When teenage Ben was riding in a car with an African American friend Jason, they got pulled over in Shorewood and were brought to the police station.  Ben swore they had done nothing and the police offered no explanation.  I talked to Ben about what happened.  He could drive a car through Shorewood  and no one would give him a second glance.  But it was different for Jason.  And I thought about what people mean in Milwaukee when they say “those neighborhoods,” the neighborhoods where “you’re not supposed to go.”  It depends on who you are.

Now I have conversations with my grandkids.

When Ezra was in 2nd grade, he told me that he didn’t like brown people  When I asked him why he said, “Kenny is mean.”

“Oh, so you don’t like Kenny,” I said.  “Are there any brown people in your school that you do like?”

“Oh, yes,” he said.  “I like to play with Trevor.”  “So that means you like some brown people.  What about Nathan?  He’s not brown and you don’t like him.”

“Yeah, I guess I like some brown people and I don’t like some white people.”  What I hoped he was learning was not to judge people by the color of their skin.

Just a few weeks ago I had a conversation with my grandson Noah who is a 6th grader.  He asked me why anyone would discriminate against people of color.  I explain that some people think that they’re different or not as good as white people.  “That’s crazy,” he said.

I still talk to my grown up sons about race.

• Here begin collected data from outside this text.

//! Elapsed/remaining time formatting for 20-column lines.
//!
//! Fermentation runs span minutes to months, so the formatter picks one
//! of three layouts by magnitude and squeezes the label into whatever
//! width is left. Step timers use the plain day-wrapped `HH:MM:SS`.

const WEEK: u64 = 604_800;
const DAY: u64 = 86_400;
const HOUR: u64 = 3_600;
const MINUTE: u64 = 60;

/// Maximum rendered width, matching the display column count.
const MAX_WIDTH: usize = 20;

/// Split a second count into calendar components, largest unit first.
///
/// Returns `(weeks, days, hours, minutes, seconds)` with each remainder
/// carried into the next smaller unit, so
/// `total == w*604800 + d*86400 + h*3600 + m*60 + s`.
pub fn decompose(total_secs: u64) -> (u64, u64, u64, u64, u64) {
    let weeks = total_secs / WEEK;
    let rem = total_secs % WEEK;
    let days = rem / DAY;
    let rem = rem % DAY;
    let hours = rem / HOUR;
    let rem = rem % HOUR;
    let minutes = rem / MINUTE;
    let seconds = rem % MINUTE;
    (weeks, days, hours, minutes, seconds)
}

/// Format a labelled duration into at most 20 characters.
///
/// Three layouts by magnitude:
/// - a week or more: `label.. W1 D2 03:04` (seconds dropped)
/// - a day or more: `label.. D2 03:04:05`
/// - under a day: `label..... 03:04:05`
///
/// The label is left-justified and truncated to the remaining width.
/// Callers clamp negative durations to zero before calling.
pub fn format_interval(label: &str, total_secs: u64) -> String {
    let (weeks, days, hours, minutes, seconds) = decompose(total_secs);

    let line = if weeks >= 1 {
        format!("{label:<7.7} W{weeks} D{days} {hours:02}:{minutes:02}")
    } else if days >= 1 {
        format!("{label:<7.7} D{days} {hours:02}:{minutes:02}:{seconds:02}")
    } else {
        format!("{label:<10.10} {hours:02}:{minutes:02}:{seconds:02}")
    };

    line.chars().take(MAX_WIDTH).collect()
}

/// Day-wrapped `HH:MM:SS` for step timers (same wrap as `gmtime`).
pub fn hhmmss(total_secs: u64) -> String {
    let (_, _, hours, minutes, seconds) = decompose(total_secs);
    format!("{hours:02}:{minutes:02}:{seconds:02}")
}

#[cfg(test)]
mod tests {
    use super::*;

    #[test]
    fn under_a_day_uses_wide_label() {
        assert_eq!(format_interval("Lager", 3661), "Lager      01:01:01");
    }

    #[test]
    fn day_layout_matches_reference() {
        // 1 day, 1 hour, 1 minute, 1 second
        assert_eq!(format_interval("Ale", 90_061), "Ale     D1 01:01:01");
    }

    #[test]
    fn week_layout_drops_seconds() {
        // 2 weeks, 3 days, 4 hours, 5 minutes, 59 seconds
        let secs = 2 * WEEK + 3 * DAY + 4 * HOUR + 5 * MINUTE + 59;
        assert_eq!(format_interval("Pils", secs), "Pils    W2 D3 04:05");
    }

    #[test]
    fn long_labels_are_truncated_not_overflowed() {
        let line = format_interval("Weizenbock Doppel", 42);
        assert_eq!(line, "Weizenbock 00:00:42");
        assert!(line.chars().count() <= 20);
    }

    #[test]
    fn zero_duration() {
        assert_eq!(format_interval("Kolsch", 0), "Kolsch     00:00:00");
    }

    #[test]
    fn decompose_reassembles() {
        for total in [0, 59, 60, 3_599, 86_399, 604_799, 1_000_000, u32::MAX as u64] {
            let (w, d, h, m, s) = decompose(total);
            assert_eq!(total, w * WEEK + d * DAY + h * HOUR + m * MINUTE + s);
            assert!(d < 7 && h < 24 && m < 60 && s < 60);
        }
    }

    #[test]
    fn hhmmss_wraps_at_a_day() {
        assert_eq!(hhmmss(3_661), "01:01:01");
        assert_eq!(hhmmss(86_400 + 61), "00:01:01");
    }
}
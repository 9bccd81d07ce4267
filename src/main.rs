//! Hardware smoke binary.
//!
//! Wires the plugin to a simulated brewing host and the real panel on
//! `/dev/i2c-1`, then ticks the dispatcher forever. Useful for
//! checking wiring, bus address and character map on a bench Pi:
//!
//! ```text
//! RUST_LOG=debug cargo run --features rpi
//! ```

use std::collections::HashMap;
use std::sync::{Arc, Mutex};
use std::thread;
use std::time::Duration;

use anyhow::Result;
use chrono::{DateTime, Local};
use log::{info, warn};

use brewpanel::adapters::clock::SystemClock;
use brewpanel::adapters::lcd;
use brewpanel::app::ports::{
    CachePort, ClockPort, ConfigPort, Host, HostInfoPort, NotifyKind, NotifyPort, SensorPort,
};
use brewpanel::app::service::DisplayService;
use brewpanel::app::snapshot::{
    ActiveStep, Actor, BrewSnapshot, Fermenter, FermenterTask, Kettle, SensorId, TaskState,
};
use brewpanel::config::{self, ConfigValue, ParameterSpec};

/// Host-driven dispatcher cadence.
const TICK: Duration = Duration::from_millis(700);

// ── Simulated host ────────────────────────────────────────────
//
// One mash step on one kettle plus one fermenting batch, with the
// heater toggling every few seconds so the blink icon shows.

struct SimHost {
    params: Mutex<HashMap<String, ConfigValue>>,
    clock: SystemClock,
    mash_start: i64,
    ferment_start: i64,
}

impl SimHost {
    fn new() -> Self {
        let clock = SystemClock::new();
        let now = clock.epoch_secs();
        Self {
            params: Mutex::new(HashMap::new()),
            clock,
            mash_start: now,
            ferment_start: now - 3 * 86_400 - 7_200,
        }
    }

    fn elapsed(&self) -> i64 {
        self.clock.epoch_secs() - self.mash_start
    }
}

impl ConfigPort for SimHost {
    fn get_parameter(&self, key: &str) -> Option<ConfigValue> {
        self.params.lock().ok()?.get(key).cloned()
    }

    fn add_parameter(&self, spec: &ParameterSpec) {
        if let Ok(mut params) = self.params.lock() {
            params
                .entry(spec.key.to_owned())
                .or_insert_with(|| spec.default.clone());
        }
    }
}

impl CachePort for SimHost {
    fn snapshot(&self) -> BrewSnapshot {
        BrewSnapshot {
            active_step: Some(ActiveStep {
                name: "Mash In".to_owned(),
                timer_end: Some(self.mash_start + 75 * 60),
            }),
            kettles: vec![Kettle {
                id: 1,
                name: "Mash Tun".to_owned(),
                target_temp: 66.5,
                sensor: Some(1),
                heater: Some(1),
            }],
            fermenters: vec![Fermenter {
                id: 1,
                brew_name: "Altbier 23".to_owned(),
                name: "Keller".to_owned(),
                target_temp: 12.0,
                sensor: Some(2),
                heater: None,
                cooler: Some(2),
            }],
            fermenter_tasks: vec![FermenterTask {
                fermenter_id: 1,
                timer_start: Some(self.ferment_start),
                state: TaskState::Active,
            }],
            actors: vec![
                Actor {
                    id: 1,
                    on: (self.elapsed() / 10) % 2 == 0,
                },
                Actor { id: 2, on: true },
            ],
        }
    }
}

impl SensorPort for SimHost {
    fn sensor_value(&self, sensor: SensorId) -> Option<f64> {
        let wobble = f64::sin(self.elapsed() as f64 / 30.0) * 0.4;
        match sensor {
            1 => Some(65.8 + wobble),
            2 => Some(12.4 - wobble),
            _ => None,
        }
    }
}

impl NotifyPort for SimHost {
    fn notify(&self, headline: &str, message: &str, kind: NotifyKind, _timeout_secs: Option<u32>) {
        warn!("notification [{kind:?}] {headline}: {message}");
    }
}

impl ClockPort for SimHost {
    fn epoch_secs(&self) -> i64 {
        self.clock.epoch_secs()
    }

    fn local_now(&self) -> DateTime<Local> {
        self.clock.local_now()
    }
}

impl HostInfoPort for SimHost {
    fn app_name(&self) -> String {
        "brewpanel".to_owned()
    }

    fn app_version(&self) -> String {
        env!("CARGO_PKG_VERSION").to_owned()
    }
}

// ── Main ──────────────────────────────────────────────────────

fn main() -> Result<()> {
    env_logger::init();

    info!("brewpanel v{} smoke run", env!("CARGO_PKG_VERSION"));

    let host: Arc<dyn Host> = Arc::new(SimHost::new());

    // Resolving here and again inside init is fine: creation is lazy
    // and idempotent, and the probe needs the ROM variant up front.
    let charmap = config::charactermap(host.as_ref());

    let mut service = DisplayService::init(Arc::clone(&host), |address| {
        lcd::probe(address, charmap)
    });

    info!("entering tick loop ({}ms)", TICK.as_millis());
    loop {
        service.tick();
        thread::sleep(TICK);
    }
}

After an incident at a soccer game that accelerated nearly to physical violence between adult spectators, Ben shared that he was sure that it was motivated by racism.  A Latina girl had accidentally knocked off a white girls glasses during the game.  We talked about how Latinos get stereotyped as aggressive.

At another kids soccer game, while the kids battled it out on the field, the adults of a Latino family were being targeted by the adults of an all white team with taunts like —“speak English.” The Latina mom understandably blew a fuse and unleashed a firestorm of cuss words which made everything worse.  Everyone stood around and gawked at the melt down spectacle, including me.  Finally, it was Ben who came up with a solution to the stalemate.  He simply invited the Latino family to move their lawn chairs and come and sit with us.

I was proud of him.  He may not have changed anyone’s mind that day, but he did something to intervene.  To demonstrate that not all white people feel the same.

People say that talk is cheap.  But so many of the big barriers in our society are built on conversations—the things people tell kids, or fail to tell kids.  People learn about race through conversations.  We learn who we are and who we aren’t.  We learn where to go and where not to go.

But conversation can help to tear down those barriers too.  I’m going to keep on talking with my kids and grandkids and I want them to keep talking to me.  We all need to keep talking.